PyTorch ~ Optimizing Neural Networks

Here are the 17 least-effort and most effective ways to train deep models with PyTorch. The methods mentioned in this article assume that you are training the model in a GPU environment. The details are as follows.

01 Consider another learning rate schedule

The choice of learning rate schedule has a great influence on the convergence speed and generalization ability of the model. Leslie N. Smith et al. proposed a cyclical (Cyclical) learning rate and a 1Cycle learning rate schedule in the papers “Cyclical Learning Rates for Training Neural Networks” and “Super-Convergence: Very Fast Training of Neural Networks Using Large Learning Rates”. It was later promoted by Jeremy Howard and Sylvain Gugger of fast.ai. The following figure is a diagram of the 1Cycle learning rate schedule:

Sylvain wrote: 1Cycle consists of two steps of equal length, one from a lower learning rate to a higher learning rate, and the other back to the lowest level. The maximum value comes from the value picked by the learning rate finder, and smaller values can be ten times lower. Then, the length of this period should be slightly smaller than the total number of epochs, and, in the final stage of training, we should allow the learning rate to be several orders of magnitude smaller than the minimum value. In the best case, this schedule achieves a huge speedup (Smith calls it super-convergence) compared to traditional learning rate schedules. For example, using the 1Cycle strategy to train ResNet-56 on the ImageNet dataset, the number of training iterations is reduced to 1/10 of the original, but the model performance is still comparable to the level in the original paper. On common architectures and optimizers, this schedule seems to work well.

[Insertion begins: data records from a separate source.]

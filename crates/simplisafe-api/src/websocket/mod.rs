//! Push-event stream.
//!
//! [`WebsocketClient`] keeps a persistent connection to the vendor's event
//! endpoint and hands decoded [`WebsocketEvent`]s to registered callbacks.

mod client;
pub mod event;

pub use client::{ConnectionState, WebsocketClient};
pub use event::{DeviceType, EventPayload, EventType, WebsocketEvent, decode_event};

Pytorch already implements these two methods: “torch.optim.lr_scheduler.CyclicLR” and “torch.optim.lr_scheduler.OneCycleLR”.

Reference documentation: https://pytorch.org/docs/stable/optim.html

02 Use multiple workers and page-locked memory in DataLoader

When using torch.utils.data.DataLoader, set num_workers > 0 instead of the default value of 0 and also set pin_memory=True instead of the default value of False.

Reference documentation: https://pytorch.org/docs/stable/data.html

Szymon Micacz, a senior CUDA deep learning algorithm software engineer from NVIDIA, has achieved a 2x speedup in a single epoch using four workers and page-locked memory (pinned memory). A rule of thumb people choose for the number of workers is to set it to four times the number of GPUs available, anything more or less than this will slow down training. Note that increasing num_workers will increase CPU memory consumption.

03 adjust the batch to the maximum

It is a controversial point to adjust the batch size to the maximum. In general, your training will be faster if you maximize batch size as your GPU memory allows. However, you also have to tune other hyperparameters, such as the learning rate. A good rule of thumb is that when the batch size doubles, the learning rate also doubles.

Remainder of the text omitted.